SHERIDAN — The future of the Sheridan County Airport is in the hands of the community. Though the airport is set for fiscal year 2017, as it looks ahead to 2018, it all comes down to the community proving there’s a need for the air service in Sheridan and meeting an enplanement requirement.
The Sheridan County Airport and the Critical Air Service Team, or CAST, are working together to ensure the airport reaches the minimum 10,000 enplanements set forth by the Federal Aviation Administration. Reaching this requirement by the end of 2016 secures the airport $1 million in funding from the FAA.
The funding goes toward maintenance and reconstruction projects at the airport. One enplanement is defined as one paying passenger boarding at the Sheridan airport. Passengers arriving in Sheridan from Denver don’t count toward this number. The airport is currently at just less than 7,300 enplanements, and if the airport can’t meet the minimum, it receives only $150,000 from the FAA.
“And what’s it mean to me if I don’t make that, or don’t get the 10,000 (enplanements)?” Sheridan County Airport Manager John Stopka said. “Then I have to reprioritize our Capital Improvement Program going forward.”
The Capital Improvement Plan is an FAA document used to identify and prioritize airport development and is updated yearly. Though not getting the $1 million doesn’t mean the end of projects at the airport, it does mean putting a hold on larger ones.
The airport is receiving funding for fiscal year 2017, which is Oct. 1 through Sept. 30, from the Airport Authorization Bill that was passed last July by Congress. The bill was a one-time deal that supplied funding for airports that didn’t meet the enplanement requirement or lost air service all together. This money is going toward snow removal equipment, so funding from the FAA would go toward fiscal year 2018 and its project to replace runway and taxiway lights, which would cost up to $700,000. Without the full FAA funding, the airport would have to rely more on local dollars.
Increasing enplanements would also help solve other snags the airport is working out. Stopka said that increasing and maintaining enplanement numbers also comes into play when establishing baggage agreements with other airlines.
“We’ve got to prove ourselves, not just to these folks, our local folks, but to the other airlines that we want to go into business with that one, we’re going to be carrying enough people to make it worth their while and that they’re going to be on time,” Stopka said.

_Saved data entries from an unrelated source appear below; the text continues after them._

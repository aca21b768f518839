//! Strength rules applied when an account changes its password.

use std::{collections::HashSet, sync::OnceLock};

pub const MIN_LENGTH: usize = 8;
const MAX_SIMILARITY: f64 = 0.7;

/// Bundled list of widely reused passwords, one per line, lowercase. It is a
/// short blocklist, not an exhaustive breach corpus.
const COMMON_PASSWORDS: &str = include_str!("common_passwords.txt");

static COMMON_SET: OnceLock<HashSet<&'static str>> = OnceLock::new();

fn is_common(password: &str) -> bool {
    let set = COMMON_SET.get_or_init(|| {
        COMMON_PASSWORDS
            .lines()
            .map(str::trim)
            .filter(|line| !line.is_empty())
            .collect()
    });
    set.contains(password.trim().to_lowercase().as_str())
}

/// Returns every rule the password breaks; empty means accepted.
/// `attributes` are account values (username, email) the password must not
/// resemble.
pub fn validate(password: &str, attributes: &[(&str, &str)]) -> Vec<String> {
    let mut problems = Vec::new();

    if let Some(message) = check_similarity(password, attributes) {
        problems.push(message);
    }

    if password.chars().count() < MIN_LENGTH {
        problems.push(format!(
            "This password is too short. It must contain at least {} characters.",
            MIN_LENGTH
        ));
    }

    if is_common(password) {
        problems.push("This password is too common.".to_string());
    }

    if !password.is_empty() && password.chars().all(|c| c.is_ascii_digit()) {
        problems.push("This password is entirely numeric.".to_string());
    }

    problems
}

fn check_similarity(password: &str, attributes: &[(&str, &str)]) -> Option<String> {
    let password: Vec<char> = password.to_lowercase().chars().collect();
    if password.is_empty() {
        return None;
    }

    for (name, value) in attributes {
        if value.is_empty() {
            continue;
        }

        let lowered = value.to_lowercase();
        let mut parts: Vec<&str> = lowered
            .split(|c: char| !c.is_alphanumeric() && c != '_')
            .filter(|p| !p.is_empty())
            .collect();
        parts.push(lowered.as_str());

        for part in parts {
            let part: Vec<char> = part.chars().collect();
            if similarity(&password, &part) >= MAX_SIMILARITY {
                return Some(format!("The password is too similar to the {}.", name));
            }
        }
    }

    None
}

/// Ratcliff/Obershelp ratio: twice the matched characters over total length.
fn similarity(a: &[char], b: &[char]) -> f64 {
    let total = a.len() + b.len();
    if total == 0 {
        return 1.0;
    }
    (2 * matching_chars(a, b)) as f64 / total as f64
}

fn matching_chars(a: &[char], b: &[char]) -> usize {
    let (i, j, len) = longest_common_block(a, b);
    if len == 0 {
        return 0;
    }
    len + matching_chars(&a[..i], &b[..j]) + matching_chars(&a[i + len..], &b[j + len..])
}

fn longest_common_block(a: &[char], b: &[char]) -> (usize, usize, usize) {
    let mut best = (0, 0, 0);
    let mut previous = vec![0usize; b.len() + 1];

    for i in 0..a.len() {
        let mut current = vec![0usize; b.len() + 1];
        for j in 0..b.len() {
            if a[i] == b[j] {
                current[j + 1] = previous[j] + 1;
                if current[j + 1] > best.2 {
                    best = (i + 1 - current[j + 1], j + 1 - current[j + 1], current[j + 1]);
                }
            }
        }
        previous = current;
    }

    best
}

CAST Administrator Renee’ Obermueller said the nonprofit group is part of the team trying to reach the 10,000 enplanement goal. The group is able to fundraise for the purpose of airline sustainability, and that money is used to secure the contract with Denver Air Service. While the enplanement requirement and FAA funding does not affect CAST or go toward the airline, the number is essential in showing all entities the need to keep air service in Sheridan.
“I think the point that I believe that the community needs to understand is that in order for us to maintain air service, we have to use the service,” Obermueller said. She later added, “It’s really a community effort, it’s not a county effort, it’s not you know, any one particular group – it’s a community, you know, because I think we all understand how important air service is.”